Thursday, March 20, 2008

Delray Beach girl fights to get Olympic softball reinstated

14-year-old fights to get softball reinstated for the 2016 Games

BY ETHAN J. SKOLNICK | South Florida Sun-Sentinel 
March 12, 2008

Cat Osterman remembered her. Monica Abbott, too. Crystl Bustos, her favorite, gave her a warm hug.

Last Tuesday marked the first time Jamie Gray had seen her heroes in person since October at the Hard Rock Hotel & Casino, when she first solicited their autographs, participated in their clinic, distributed stickers and familiarized them with her cause. By now, the Delray Beach resident with braces had become a celebrity of sorts herself—Web site creator, video star, screenplay reader.

So after the barnstorming U.S. Softball team beat Florida International University 14-0 in an exhibition at Hollywood's Osceola Park, the 14-year-old catcher felt comfortable making the rounds and her pitches. She told the U.S. coach, Mike Candrea, who also coaches Arizona, that she was his future catcher.

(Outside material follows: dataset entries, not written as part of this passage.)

//! End-to-end emission of one electronic document.
//!
//! [`EmissionService::emit`] runs allocate → breakdown → build → record →
//! sign → package/store → transmit → persist. Failures before the PENDING
//! record exists are returned as [`EmissionError`]; every failure after it
//! is recorded on the document as a terminal status and the document is
//! returned normally.

mod service;

use chrono::NaiveDate;
use rust_decimal::Decimal;
use serde::{Deserialize, Serialize};
use thiserror::Error;
use uuid::Uuid;

use crate::core::{
    CpeError, Customer, DEFAULT_IGV_RATE, DocumentType, InvoiceLine, NoteReference,
    SunatEnvironment, ValidationError,
};
use crate::repository::RepoError;
use crate::transmission::Credentials;

pub use service::EmissionService;

/// Catalog 17 default: internal sale.
pub const DEFAULT_OPERATION_TYPE: &str = "0101";

/// Per-deployment emission parameters.
#[derive(Debug, Clone)]
pub struct EmissionSettings {
    pub environment: SunatEnvironment,
    /// `sendBill` endpoint for the environment.
    pub endpoint: String,
    pub credentials: Credentials,
    pub igv_rate: Decimal,
    pub currency: String,
    pub operation_type: String,
}

impl EmissionSettings {
    pub fn new(
        environment: SunatEnvironment,
        endpoint: impl Into<String>,
        credentials: Credentials,
    ) -> Self {
        Self {
            environment,
            endpoint: endpoint.into(),
            credentials,
            igv_rate: DEFAULT_IGV_RATE,
            currency: "PEN".to_string(),
            operation_type: DEFAULT_OPERATION_TYPE.to_string(),
        }
    }

    pub fn igv_rate(mut self, rate: Decimal) -> Self {
        self.igv_rate = rate;
        self
    }

    pub fn currency(mut self, currency: impl Into<String>) -> Self {
        self.currency = currency.into();
        self
    }

    pub fn operation_type(mut self, code: impl Into<String>) -> Self {
        self.operation_type = code.into();
        self
    }
}

/// What to emit. The issuer and environment come from the service.
#[derive(Debug, Clone, Serialize, Deserialize)]
pub struct EmissionRequest {
    pub document_type: DocumentType,
    /// Defaults to [`DocumentType::default_series`].
    #[serde(default)]
    pub series: Option<String>,
    pub issue_date: NaiveDate,
    pub customer: Customer,
    pub lines: Vec<InvoiceLine>,
    /// Required for credit and debit notes.
    #[serde(default)]
    pub reference: Option<NoteReference>,
    #[serde(default)]
    pub related_sale_id: Option<String>,
}

impl EmissionRequest {
    pub fn new(
        document_type: DocumentType,
        issue_date: NaiveDate,
        customer: Customer,
        lines: Vec<InvoiceLine>,
    ) -> Self {
        Self {
            document_type,
            series: None,
            issue_date,
            customer,
            lines,
            reference: None,
            related_sale_id: None,
        }
    }

    pub fn series(mut self, series: impl Into<String>) -> Self {
        self.series = Some(series.into());
        self
    }

    pub fn reference(mut self, reference: NoteReference) -> Self {
        self.reference = Some(reference);
        self
    }

    pub fn related_sale(mut self, sale_id: impl Into<String>) -> Self {
        self.related_sale_id = Some(sale_id.into());
        self
    }

    /// Series actually used: the explicit one or the type's default.
    pub fn effective_series(&self) -> String {
        self.series
            .clone()
            .unwrap_or_else(|| self.document_type.default_series().to_string())
    }
}

/// Failures that prevent a document record from reaching a terminal state.
///
/// Authority rejections and transport failures are not errors; they come
/// back as a REJECTED or ERROR [`EmittedDocument`](crate::core::EmittedDocument).
#[derive(Debug, Error)]
#[non_exhaustive]
pub enum EmissionError {
    /// The request was refused before a number was allocated.
    #[error("invalid emission request: {}", join(.0))]
    InvalidInput(Vec<ValidationError>),

    /// The sale already has an accepted document of this type.
    #[error("sale {sale_id} already has accepted document {document_id}")]
    AlreadyAccepted { sale_id: String, document_id: Uuid },

    /// Another emission for the same sale and type is still running.
    #[error("an emission for sale {sale_id} is already in progress")]
    InProgress { sale_id: String },

    /// No number was consumed; the call may be retried as is.
    #[error("number allocation failed: {0}")]
    Allocation(#[source] RepoError),

    /// The document could not be rendered. `document_id` is burned.
    #[error("building {document_id} failed: {source}")]
    Build {
        document_id: String,
        #[source]
        source: CpeError,
    },

    /// The document record could not be read or written.
    #[error("document record persistence failed: {0}")]
    Persistence(#[source] RepoError),

    /// A record was driven through an illegal status change.
    #[error(transparent)]
    Lifecycle(#[from] CpeError),
}

fn join(errors: &[ValidationError]) -> String {
    errors
        .iter()
        .map(ToString::to_string)
        .collect::<Vec<_>>()
        .join("; ")
}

The message for Olympic players?

"I told them that they were playing for girls like me," Gray said. "I told them that they need to win and they need to help save it, because girls like me have a dream of playing in the Olympics."

That currently stands as a dream deferred, and not simply because Gray remains a few years short of eligibility. In 2005, the International Olympic Committee voted to cut baseball and softball starting with the 2012 Olympic program, the first sport eliminations since the removal of polo in 1936. The vote on softball was 52-52, with a majority required for retention—a majority that would have been achieved had American equipment manufacturer Jim Easton not abstained because of his concern about a conflict of interest.

Even tougher to take?

That Team USA's dominance apparently contributed to the disappointing tally. The American squad has cruised to the gold medal in all three Olympic competitions (1996, 2000 and 2004). In 2004, opponents scored a total of one run in seven games. The team, largely intact, is heavily favored to win in Beijing in August.

Gray and her mother, Tammy, will be there, cheering, after having won an Olympic ticket lottery. The irony, however, is that those victories are likely to do little to contribute to softball's reinstatement for the 2016 Games because they may just reinforce the contention of European voters that the sport is too tilted toward the Americans.

The reality is that Gray—and girls like her—may prove even more important to softball than softball is to her.

And, to her, the sport is everything.

Gray also plays soccer, basketball and volleyball at Don Estridge High Tech Middle School in Boca Raton. She has a 175 bowling average and she plans to start running track as well.

Softball, however, is her obsession. In her room, you'll find bobblehead dolls of Major League Baseball players, a framed photo of Red Sox and former Marlins star Mike Lowell and a slew of trophies she's earned playing for the Caloosa Park Crush and other teams. There's also a ball that lost its laces when she smacked it for her first grand slam. In the living room, you'll find a large photo of her, from the first time she wore catcher's gear in a game.

"We were without a catcher, and so I tried it," Gray said. "And right when a girl tried to steal on me, I threw her out, and I was like, 'Oh my God, this is fun!'"

As for the day of that Olympic vote...

Not so much fun.

"I found the information on the Internet, and I couldn't even tell her," said her mother, Tammy. "So I just wrote the Web site on a piece of paper and handed it to her. And she went and looked at it. And she's like, 'No, Mom, no, this is my dream. What can I do? What can I do?'"

Mom was a catcher for her high school softball team. Dad pitched in high school.

"But I was never as good as she is," Tammy Gray said. "I kid you not, when she first started playing baseball at YMCA in Boca, and we had to move her out of the YMCA sports and put her into city ball because we were afraid she was going to hurt someone."

Tammy wanted to help her daughter get softball back into the Olympics for 2016. She asked a friend to design a Web site so Jamie could start a petition.

That petition, on savesoftball.com, now has more than 5,200 signatures, including some from athletes abroad. The Web site also links to a six-minute documentary about Jamie on TheSoftballChannel.com.

Many in the softball world know her story. A movie producer recently sent a screenplay titled Fast Pitch, about high school girls playing softball. Jamie, who will attend Park Vista High, deemed it "really cool" that someone sought her opinion.

Nothing would be quite as cool, however, as the reinstatement she seeks. She will be 22 in 2016. The Olympics could be in Chicago, close to where her mother was raised. She wants to be on the field.

What will she do if her cause succeeds?

"I don't know," Jamie said. "Jump for joy, start crying. I'll call everybody, I'll call and be like, 'I did it, I did it, I did it, I did it, I did it!' I'll run outside and scream 'I did it' at the top of my lungs."

The members of Team USA should recognize her voice.